Ringkøbing-Skjern Museum
The Ringkøbing-Skjern Museum was created in 2007 through the merger of the Ringkøbing Museum with the Skjern-Egvad Museum. The former is a regional museum with a section on Danish expeditions and an Icelandic collection. The latter is an open-air museum in the west of central Jutland in Denmark. The museum is spread over ten locations, with two by two museum parts being so close together.

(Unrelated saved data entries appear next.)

use serde::{Deserialize, Serialize};
use tracing::warn;

/// Lighting conditions that shift the brightness/contrast/sharpness bounds.
#[derive(Clone, Copy, Debug, Default, PartialEq, Eq, Hash, Serialize, Deserialize)]
#[serde(rename_all = "lowercase")]
pub enum WeatherKind {
    #[default]
    Clear,
    Cloudy,
    Overcast,
    Sunny,
    Rainy,
}

impl WeatherKind {
    pub const ALL: [WeatherKind; 5] = [
        WeatherKind::Clear,
        WeatherKind::Cloudy,
        WeatherKind::Overcast,
        WeatherKind::Sunny,
        WeatherKind::Rainy,
    ];

    /// Resolve a weather name, case-insensitively. Unknown names fall back to
    /// `Clear` with a warning.
    pub fn from_name(name: &str) -> Self {
        match name.trim().to_ascii_lowercase().as_str() {
            "clear" => Self::Clear,
            "cloudy" => Self::Cloudy,
            "overcast" => Self::Overcast,
            "sunny" => Self::Sunny,
            "rainy" => Self::Rainy,
            other => {
                warn!(weather = other, "Unknown weather condition, using clear");
                Self::Clear
            }
        }
    }

    pub fn name(&self) -> &'static str {
        match self {
            Self::Clear => "clear",
            Self::Cloudy => "cloudy",
            Self::Overcast => "overcast",
            Self::Sunny => "sunny",
            Self::Rainy => "rainy",
        }
    }
}

impl std::fmt::Display for WeatherKind {
    fn fmt(&self, f: &mut std::fmt::Formatter<'_>) -> std::fmt::Result {
        match self {
            Self::Clear => write!(f, "Clear"),
            Self::Cloudy => write!(f, "Cloudy"),
            Self::Overcast => write!(f, "Overcast"),
            Self::Sunny => write!(f, "Sunny"),
            Self::Rainy => write!(f, "Rainy"),
        }
    }
}

#[derive(Clone, Debug, PartialEq, Serialize, Deserialize)]
pub struct WeatherProfile {
    pub kind: WeatherKind,
    pub brightness_mult: f64,
    pub contrast_mult: f64,
    pub sharpness_mult: f64,
}

impl WeatherProfile {
    pub fn for_kind(kind: WeatherKind) -> Self {
        let (brightness_mult, contrast_mult, sharpness_mult) = match kind {
            WeatherKind::Clear => (1.0, 1.0, 1.0),
            WeatherKind::Cloudy => (0.8, 1.2, 0.9),
            WeatherKind::Overcast => (0.7, 1.3, 0.8),
            WeatherKind::Sunny => (1.2, 0.9, 1.1),
            WeatherKind::Rainy => (0.6, 1.4, 0.7),
        };
        Self {
            kind,
            brightness_mult,
            contrast_mult,
            sharpness_mult,
        }
    }

    pub fn from_name(name: &str) -> Self {
        Self::for_kind(WeatherKind::from_name(name))
    }
}

impl Default for WeatherProfile {
    fn default() -> Self {
        Self::for_kind(WeatherKind::Clear)
    }
}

It is more like an ecomuseum than a classic open-air museum.
location
The individual locations are in Ringkøbing and around the southern part of Ringkøbing Fjord as far as Esbjerg in the south.
Sub-museums
The Skjern-Egvad Museum consists of ten sub-museums (as of 2007):
- Ringkøbing Museum in Ringkøbing
- Reconstructed Viking harbor Bork Vikingehavn on the south bank of Ringkøbing Fjord ( location )
- In the immediate vicinity was the historic Fahl Kro inn (burned to the ground on September 5, 2013) ( location )

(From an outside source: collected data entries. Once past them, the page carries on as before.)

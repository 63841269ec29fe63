use std::path::{Path, PathBuf};

use tracing::{info, warn};

use crate::error::Result;
use crate::frame::Frame;

use super::image_io::{is_frame_file, load_frame};

/// Result of asking a source for the next frame.
#[derive(Debug)]
pub enum FrameFetch {
    Frame(Frame),
    /// Transient failure; try again next cycle.
    Skip,
    Exhausted,
}

/// Anything that yields frames, e.g. a camera or a recorded sequence.
pub trait FrameSource {
    fn next_frame(&mut self) -> FrameFetch;

    /// Number of frames, if known in advance.
    fn len_hint(&self) -> Option<usize> {
        None
    }
}

/// Image files replayed in file-name order.
pub struct ImageSequence {
    paths: Vec<PathBuf>,
    cursor: usize,
}

impl ImageSequence {
    /// Collect the image files of `dir`, sorted by name.
    pub fn from_dir(dir: &Path) -> Result<Self> {
        let mut paths = Vec::new();
        for entry in std::fs::read_dir(dir)? {
            let path = entry?.path();
            if path.is_file() && is_frame_file(&path) {
                paths.push(path);
            }
        }
        paths.sort();
        info!(dir = %dir.display(), frames = paths.len(), "Image sequence opened");
        Ok(Self::from_paths(paths))
    }

    pub fn from_paths(paths: Vec<PathBuf>) -> Self {
        Self { paths, cursor: 0 }
    }
}

impl FrameSource for ImageSequence {
    fn next_frame(&mut self) -> FrameFetch {
        let Some(path) = self.paths.get(self.cursor) else {
            return FrameFetch::Exhausted;
        };
        self.cursor += 1;
        match load_frame(path) {
            Ok(frame) => FrameFetch::Frame(frame),
            Err(err) => {
                warn!(path = %path.display(), error = %err, "Could not decode frame");
                FrameFetch::Skip
            }
        }
    }

    fn len_hint(&self) -> Option<usize> {
        Some(self.paths.len())
    }
}

/// Frames held in memory, mostly for replay and tests.
pub struct FrameQueue {
    frames: std::collections::VecDeque<Frame>,
}

impl FrameQueue {
    pub fn new(frames: impl IntoIterator<Item = Frame>) -> Self {
        Self {
            frames: frames.into_iter().collect(),
        }
    }
}

impl FrameSource for FrameQueue {
    fn next_frame(&mut self) -> FrameFetch {
        self.frames
            .pop_front()
            .map_or(FrameFetch::Exhausted, FrameFetch::Frame)
    }

    fn len_hint(&self) -> Option<usize> {
        Some(self.frames.len())
    }
}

- Reconstructed Iron Age settlement Dejbjerg ( Dejbjerg Jernalder ) at Skjern ( position ) with the reconstruction of one of the two 1880-1883 in Dejbjerg-Moor floats found
- In the immediate vicinity the Bundsbæk Mølle water mill ( location )
- In the dunes on the headland between Ringkøbing Fjord and the North Sea, the four-sided courtyard of the beach captain Abelines Gaard from 1854.
- Windmill Skjern Vindmølle ( location )
- Grange Gåsemandens Gård in Hemmet
- Farmhouse Hattemagerhuset in Tarm ( Lage )
- Skjern Village Museum and Nature Reserve
Attractions
Like most Scandinavian open-air museums, Ringkøbing-Skjern Museum is also lively in the summer - during the Danish school holidays: the mills operate several times a day, families live and work in the Iron Age village and the Viking village. A highlight is the Viking market at the beginning of August at the Viking Harbor in Bork.
Individual evidence
See also
Videos
Icelandic horses and Viking fights in the Viking harbor in Bork:
Web links
- Ringkøbing-Skjern Museum (Abelines Gaard also in German and English, the rest only in Danish)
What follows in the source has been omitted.